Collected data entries
────────────────────────────────────────
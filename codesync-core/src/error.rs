//! Error types for codesync-core.

use std::path::PathBuf;

use thiserror::Error;

/// All errors that can arise from config file operations.
#[derive(Debug, Error)]
pub enum ConfigError {
    /// Underlying I/O failure, annotated with the path involved.
    #[error("I/O error at {path}: {source}")]
    Io {
        path: PathBuf,
        #[source]
        source: std::io::Error,
    },

    /// JSON serialization error (write/save path).
    #[error("config serialization error: {0}")]
    Json(#[from] serde_json::Error),

    /// JSON parse error on load, with the offending file.
    #[error("failed to parse config at {path}: {source}")]
    Parse {
        path: PathBuf,
        #[source]
        source: serde_json::Error,
    },

    /// No `codesync.json` at the given path or in any parent directory.
    #[error("no codesync.json found from {start}; run `codesync init` first")]
    NotFound { start: PathBuf },
}

pub(crate) fn io_err(path: impl Into<PathBuf>, source: std::io::Error) -> ConfigError {
    ConfigError::Io {
        path: path.into(),
        source,
    }
}
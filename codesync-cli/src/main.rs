//! codesync: keep generated UI code and local edits in step.
//!
//! # Usage
//!
//! ```text
//! codesync init [--dir <path>] [--src-dir <path>] [--lang ts|js] [--scheme blackbox|direct]
//! codesync sync [--config <path>] [--projects <id[@range]>]... [--components <id|name>]...
//!               [--only-existing] [--force-overwrite] [--new-component-scheme blackbox|direct]
//!               [--append-jsx-on-missing-base] [--recursive] [--include-dependencies]
//!               [--non-interactive] [--dry-run]
//! ```

mod auth;
mod commands;
mod remote;

use clap::{Parser, Subcommand};
use colored::Colorize;

use codesync_sync::SyncError;

use commands::{init::InitArgs, sync::SyncArgs};

// ---------------------------------------------------------------------------
// CLI entry point
// ---------------------------------------------------------------------------

#[derive(Parser, Debug)]
#[command(
    name = "codesync",
    version,
    about = "Sync generated component code into a local codebase",
    long_about = None,
)]
struct Cli {
    #[command(subcommand)]
    command: Commands,
}

#[derive(Subcommand, Debug)]
enum Commands {
    /// Create a codesync.json in the current (or given) directory.
    Init(InitArgs),

    /// Fetch, reconcile and write generated code for the configured projects.
    Sync(SyncArgs),
}

fn main() {
    env_logger::Builder::from_env(env_logger::Env::default().default_filter_or("info"))
        .format_timestamp(None)
        .init();

    let cli = Cli::parse();
    let result = match cli.command {
        Commands::Init(args) => args.run(),
        Commands::Sync(args) => args.run(),
    };
    if let Err(err) = result {
        report_error(&err);
        std::process::exit(1);
    }
}

/// Handled sync errors read as a single message; anything else keeps its
/// cause chain.
fn report_error(err: &anyhow::Error) {
    let label = "error:".red().bold();
    match err.downcast_ref::<SyncError>() {
        Some(sync) if sync.is_handled() => eprintln!("{label} {sync}"),
        _ => eprintln!("{label} {err:?}"),
    }
}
────────────────────────────────────────
Exercise description - Could you output, exactly and with nothing else, the lines from the start of the records through the line containing "pub enum ConfigError"?

Solution to the problem -
filename codesync-core/src/error.rs
//! Error types for codesync-core.

use std::path::PathBuf;

use thiserror::Error;

/// All errors that can arise from config file operations.
#[derive(Debug, Error)]
pub enum ConfigError {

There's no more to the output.